America's Zoo Keeper
Jack Hanna's love for all God's creatures has given him an international reputation
by Kevin Dale Miller

It's CBS's "Late Night with David Letterman" and Letterman is grilling his guest Jack Hanna, director of the Columbus Zoo in Ohio, about a bird Jack has brought on the show.

"And how far can it fly?" Letterman asks.

"Oh, they fly real far, Dave," Jack replies, not sure of the answer.

I'm in trouble now, he quickly realizes as Letterman wryly sits back and stares several long moments at the zookeeper. The audience laughs expectantly, waiting for Letterman to move in for the kill.

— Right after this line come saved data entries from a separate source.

//! Application state for one verification workflow.
//!
//! `Session` is the state machine behind every surface: `Idle` until an
//! attempt starts, `Busy` while the model request is outstanding, then
//! `Succeeded` or `Failed`. A new selection or a clear always returns it to
//! `Idle`. Result and error are never both set.

use serde::Serialize;
use thiserror::Error;

use crate::error::{user_message, SELECT_IMAGES_MESSAGE};
use crate::types::VerificationResult;

#[derive(Debug, Clone, Copy, PartialEq, Eq, Serialize)]
#[serde(rename_all = "snake_case")]
pub enum SessionStatus {
    Idle,
    Busy,
    Succeeded,
    Failed,
}

#[derive(Debug, Clone, PartialEq, Eq, Error)]
pub enum SessionError {
    #[error("a verification is already in progress")]
    AlreadyBusy,

    #[error("Please select images to verify.")]
    NothingSelected,

    #[error("verification attempt {attempt} was superseded (current generation {current})")]
    Stale { attempt: u64, current: u64 },
}

/// Ticket for one in-flight attempt: the generation it belongs to and a
/// snapshot of the files selected when it started.
#[derive(Debug, Clone)]
pub struct Attempt<F> {
    generation: u64,
    files: Vec<F>,
}

impl<F> Attempt<F> {
    pub fn generation(&self) -> u64 {
        self.generation
    }

    pub fn files(&self) -> &[F] {
        &self.files
    }
}

#[derive(Debug)]
pub struct Session<F> {
    images: Vec<F>,
    last_result: Option<VerificationResult>,
    last_error: Option<String>,
    busy: bool,
    generation: u64,
}

impl<F> Default for Session<F> {
    fn default() -> Self {
        Self {
            images: Vec::new(),
            last_result: None,
            last_error: None,
            busy: false,
            generation: 0,
        }
    }
}

impl<F: Clone> Session<F> {
    pub fn new() -> Self {
        Self::default()
    }

    pub fn status(&self) -> SessionStatus {
        if self.busy {
            SessionStatus::Busy
        } else if self.last_result.is_some() {
            SessionStatus::Succeeded
        } else if self.last_error.is_some() {
            SessionStatus::Failed
        } else {
            SessionStatus::Idle
        }
    }

    pub fn images(&self) -> &[F] {
        &self.images
    }

    pub fn last_result(&self) -> Option<&VerificationResult> {
        self.last_result.as_ref()
    }

    pub fn last_error(&self) -> Option<&str> {
        self.last_error.as_deref()
    }

    pub fn is_busy(&self) -> bool {
        self.busy
    }

    /// Whether the verify action is enabled.
    pub fn can_verify(&self) -> bool {
        !self.busy && !self.images.is_empty()
    }

    /// Replace the selection and discard any prior outcome.
    ///
    /// Bumps the generation, so a request still in flight for the old
    /// selection completes as stale.
    pub fn select_images(&mut self, files: Vec<F>) {
        self.images = files;
        self.reset();
    }

    pub fn clear(&mut self) {
        self.images.clear();
        self.reset();
    }

    fn reset(&mut self) {
        self.last_result = None;
        self.last_error = None;
        self.busy = false;
        self.generation += 1;
    }

    /// Start an attempt. With nothing selected this fails locally and records
    /// the validation message; the model is never contacted.
    pub fn begin_verification(&mut self) -> Result<Attempt<F>, SessionError> {
        if self.busy {
            return Err(SessionError::AlreadyBusy);
        }
        if self.images.is_empty() {
            self.last_result = None;
            self.last_error = Some(SELECT_IMAGES_MESSAGE.to_string());
            return Err(SessionError::NothingSelected);
        }

        self.generation += 1;
        self.busy = true;
        self.last_result = None;
        self.last_error = None;
        Ok(Attempt {
            generation: self.generation,
            files: self.images.clone(),
        })
    }

    /// Record the outcome of `attempt`, consuming its ticket.
    pub fn complete<E>(
        &mut self,
        attempt: Attempt<F>,
        outcome: Result<VerificationResult, E>,
    ) -> Result<SessionStatus, SessionError>
    where
        E: std::error::Error,
    {
        let generation = attempt.generation;
        if !self.busy || generation != self.generation {
            return Err(SessionError::Stale {
                attempt: generation,
                current: self.generation,
            });
        }

        self.busy = false;
        match outcome {
            Ok(result) => {
                self.last_result = Some(result);
                self.last_error = None;
            }
            Err(err) => {
                self.last_result = None;
                self.last_error = Some(user_message(&err));
            }
        }
        Ok(self.status())
    }
}

#[cfg(test)]
mod tests {
    use super::*;
    use crate::error::{VerifyError, UNKNOWN_ERROR_MESSAGE};

    fn result(invoice: bool) -> VerificationResult {
        VerificationResult {
            vehicle_plate_visible: true,
            goods_being_unloaded: true,
            vehicle_fully_loaded: true,
            vehicle_empty: true,
            receipt_memo_present: true,
            invoice_present: invoice,
            summary: "ok".into(),
        }
    }

    #[derive(Debug, Error)]
    #[error("")]
    struct Silent;

    #[test]
    fn starts_idle_and_disabled() {
        let s: Session<&str> = Session::new();
        assert_eq!(s.status(), SessionStatus::Idle);
        assert!(!s.can_verify());
    }

    #[test]
    fn empty_selection_fails_without_attempt() {
        let mut s: Session<&str> = Session::new();
        assert_eq!(s.begin_verification().unwrap_err(), SessionError::NothingSelected);
        assert_eq!(s.status(), SessionStatus::Failed);
        assert_eq!(s.last_error(), Some(SELECT_IMAGES_MESSAGE));
        assert!(!s.is_busy());
    }

    #[test]
    fn success_path() {
        let mut s = Session::new();
        s.select_images(vec!["a.jpg", "b.jpg"]);
        let attempt = s.begin_verification().unwrap();
        assert_eq!(attempt.files().len(), 2);
        assert!(s.is_busy());
        assert!(!s.can_verify());

        let status = s
            .complete::<VerifyError>(attempt, Ok(result(true)))
            .unwrap();
        assert_eq!(status, SessionStatus::Succeeded);
        assert!(!s.is_busy());
        assert!(s.last_error().is_none());
    }

    #[test]
    fn failure_clears_busy_and_keeps_modes_exclusive() {
        let mut s = Session::new();
        s.select_images(vec!["a.jpg"]);
        let first = s.begin_verification().unwrap();
        s.complete::<VerifyError>(first, Ok(result(true))).unwrap();

        let second = s.begin_verification().unwrap();
        assert!(s.last_result().is_none());
        s.complete(second, Err(VerifyError::AnalysisFailed))
            .unwrap();
        assert_eq!(s.status(), SessionStatus::Failed);
        assert!(s.last_result().is_none());
        assert_eq!(
            s.last_error(),
            Some("Failed to analyze images. The AI model could not process the request.")
        );
        assert!(!s.is_busy());
    }

    #[test]
    fn blank_error_uses_fallback() {
        let mut s = Session::new();
        s.select_images(vec!["a.jpg"]);
        let a = s.begin_verification().unwrap();
        s.complete(a, Err(Silent)).unwrap();
        assert_eq!(s.last_error(), Some(UNKNOWN_ERROR_MESSAGE));
    }

    #[test]
    fn cannot_retrigger_while_busy() {
        let mut s = Session::new();
        s.select_images(vec!["a.jpg"]);
        let _a = s.begin_verification().unwrap();
        assert_eq!(s.begin_verification().unwrap_err(), SessionError::AlreadyBusy);
    }

    #[test]
    fn new_selection_discards_result() {
        let mut s = Session::new();
        s.select_images(vec!["a.jpg"]);
        let a = s.begin_verification().unwrap();
        s.complete::<VerifyError>(a, Ok(result(false))).unwrap();
        assert!(s.last_result().is_some());

        s.select_images(vec!["b.jpg"]);
        assert!(s.last_result().is_none());
        assert_eq!(s.status(), SessionStatus::Idle);
    }

    #[test]
    fn clear_resets_to_disabled_idle() {
        let mut s = Session::new();
        s.select_images(vec!["a.jpg"]);
        let a = s.begin_verification().unwrap();
        s.complete::<VerifyError>(a, Ok(result(true))).unwrap();

        s.clear();
        assert_eq!(s.status(), SessionStatus::Idle);
        assert!(s.last_result().is_none());
        assert!(!s.can_verify());
    }

    #[test]
    fn completion_after_reselect_is_stale() {
        let mut s = Session::new();
        s.select_images(vec!["a.jpg"]);
        let a = s.begin_verification().unwrap();
        s.select_images(vec!["b.jpg"]);

        let err = s
            .complete::<VerifyError>(a, Ok(result(true)))
            .unwrap_err();
        assert!(matches!(err, SessionError::Stale { .. }));
        assert_eq!(s.status(), SessionStatus::Idle);
        assert!(s.last_result().is_none());
    }
}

"You're not a zoo director, are you, Jack?" he pans. "There is no zoo in Columbus, is there?"

No zoo in Columbus—it was almost the truth back in 1978 when Hanna moved with his wife, Suzi, and their three young girls, Kathaleen, Suzanne, and Julie, to Ohio, where Jack had been hired to run the city's financially beleaguered zoo. At the time, the facility was so neglected that on Jack's preliminary visit to the city a cab driver insisted there was no zoo in Columbus.

Today, eighteen years later, the Columbus Zoo is not only on the map; it is internationally recognized for its success in breeding endangered species and for displaying animals in natural habitats instead of traditional cages.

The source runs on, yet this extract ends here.